**Provided records**:

╭──

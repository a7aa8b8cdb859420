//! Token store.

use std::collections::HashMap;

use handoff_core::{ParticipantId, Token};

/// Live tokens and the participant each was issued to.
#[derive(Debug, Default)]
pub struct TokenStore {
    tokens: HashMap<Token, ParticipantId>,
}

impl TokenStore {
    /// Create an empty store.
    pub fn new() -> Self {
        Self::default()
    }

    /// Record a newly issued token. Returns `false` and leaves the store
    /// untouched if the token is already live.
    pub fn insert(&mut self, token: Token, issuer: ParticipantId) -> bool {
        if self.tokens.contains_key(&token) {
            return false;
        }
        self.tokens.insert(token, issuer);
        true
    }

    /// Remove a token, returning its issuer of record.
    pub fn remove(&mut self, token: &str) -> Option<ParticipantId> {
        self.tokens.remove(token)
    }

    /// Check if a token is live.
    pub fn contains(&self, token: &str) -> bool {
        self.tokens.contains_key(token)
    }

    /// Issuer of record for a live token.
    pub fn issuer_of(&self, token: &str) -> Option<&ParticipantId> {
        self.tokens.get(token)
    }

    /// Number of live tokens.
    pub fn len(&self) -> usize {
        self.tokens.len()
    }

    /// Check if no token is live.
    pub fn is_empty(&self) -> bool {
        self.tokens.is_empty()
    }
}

╰──

**Exercise details**: Every line of the material that holds the word "bool" must be found and copied.

**Solution**:
    pub fn insert(&mut self, token: Token, issuer: ParticipantId) -> bool {
    pub fn contains(&self, token: &str) -> bool {
    pub fn is_empty(&self) -> bool {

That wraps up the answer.